--- WHAT IS BEING ASKED ---
From the entries below, reproduce exactly the line containing "use crate::chord::CHORD_TABLE;", the line containing "#[wasm_bindgen(js_name = checkConfig)]", and every line in between, with nothing added.

### INFORMATION SUPPLIED ###

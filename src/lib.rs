pub mod bindings;
pub mod chord;
pub mod config;
pub mod error;
pub mod input;
pub mod joystick;
pub mod logging;
pub mod naming;
pub mod pad;
pub mod pitch;
pub mod transpose;
pub mod voice;

#[cfg(test)]
pub(crate) mod testing;

use crate::chord::CHORD_TABLE;
use crate::error::ChordPadError;
use wasm_bindgen::prelude::*;

pub use crate::chord::{ChordDefinition, ChordKey, ChordTable};
pub use crate::config::{ChordPadConfig, WaveformChange};
pub use crate::input::InputEvent;
pub use crate::pad::{ChordPad, PadSnapshot};
pub use crate::transpose::{ModifierKey, Offset};
pub use crate::voice::{EnvelopeSettings, Knob, ToneEngine, ToneEngineFactory, Waveform};

/// The crate version, read from Cargo.toml at compile time.
pub const VERSION: &str = env!("CARGO_PKG_VERSION");

/// WASM-exposed: return the chordpad-core version string.
#[wasm_bindgen]
pub fn core_version() -> String {
    VERSION.to_string()
}

/// WASM-exposed: install the console logger at `level` ("info" when
/// omitted) and the panic hook.
#[wasm_bindgen(js_name = initLogging)]
pub fn init_logging(level: Option<String>) {
    let level = level
        .as_deref()
        .map_or(log::LevelFilter::Info, logging::parse_level);
    logging::init(level);
}

/// WASM-exposed: the chord table with display metadata, for laying out
/// the key buttons.
#[wasm_bindgen(js_name = chordTable)]
pub fn chord_table() -> Result<JsValue, JsValue> {
    serde_wasm_bindgen::to_value(&CHORD_TABLE[..]).map_err(|e| JsValue::from_str(&format!("{e}")))
}

/// Parse a pad configuration from JSON, validating ranges.
pub fn parse_config(json: &str) -> Result<ChordPadConfig, ChordPadError> {
    Ok(ChordPadConfig::from_json(json)?)
}

/// WASM-exposed: check a JSON configuration, returning the normalized
/// config object with defaults filled in.
#[wasm_bindgen(js_name = checkConfig)]
pub fn check_config(json: &str) -> Result<JsValue, JsValue> {
    let config = parse_config(json).map_err(|e| JsValue::from_str(&format!("{e}")))?;
    serde_wasm_bindgen::to_value(&config).map_err(|e| JsValue::from_str(&format!("{e}")))
}

#[cfg(test)]
mod tests {
    use super::*;

    #[test]
    fn parse_config_wraps_errors() {
        let err = parse_config(r#"{ "tuningPitch": -1 }"#).unwrap_err();
        assert!(matches!(err, ChordPadError::Config(_)));
        assert!(format!("{err}").contains("tuningPitch"));
    }

    #[test]
    fn chord_table_serializes_camel_case() {
        let json = serde_json::to_value(&CHORD_TABLE[0]).unwrap();
        assert_eq!(json["key"], "h");
        assert_eq!(json["degree"], "I");
        assert_eq!(json["baseFrequencies"][1], "E3");
    }
}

###

--- OUTPUT OF THE TASK ---
use crate::chord::CHORD_TABLE;
use crate::error::ChordPadError;
use wasm_bindgen::prelude::*;

pub use crate::chord::{ChordDefinition, ChordKey, ChordTable};
pub use crate::config::{ChordPadConfig, WaveformChange};
pub use crate::input::InputEvent;
pub use crate::pad::{ChordPad, PadSnapshot};
pub use crate::transpose::{ModifierKey, Offset};
pub use crate::voice::{EnvelopeSettings, Knob, ToneEngine, ToneEngineFactory, Waveform};

/// The crate version, read from Cargo.toml at compile time.
pub const VERSION: &str = env!("CARGO_PKG_VERSION");

/// WASM-exposed: return the chordpad-core version string.
#[wasm_bindgen]
pub fn core_version() -> String {
    VERSION.to_string()
}

/// WASM-exposed: install the console logger at `level` ("info" when
/// omitted) and the panic hook.
#[wasm_bindgen(js_name = initLogging)]
pub fn init_logging(level: Option<String>) {
    let level = level
        .as_deref()
        .map_or(log::LevelFilter::Info, logging::parse_level);
    logging::init(level);
}

/// WASM-exposed: the chord table with display metadata, for laying out
/// the key buttons.
#[wasm_bindgen(js_name = chordTable)]
pub fn chord_table() -> Result<JsValue, JsValue> {
    serde_wasm_bindgen::to_value(&CHORD_TABLE[..]).map_err(|e| JsValue::from_str(&format!("{e}")))
}

/// Parse a pad configuration from JSON, validating ranges.
pub fn parse_config(json: &str) -> Result<ChordPadConfig, ChordPadError> {
    Ok(ChordPadConfig::from_json(json)?)
}

/// WASM-exposed: check a JSON configuration, returning the normalized
/// config object with defaults filled in.
#[wasm_bindgen(js_name = checkConfig)]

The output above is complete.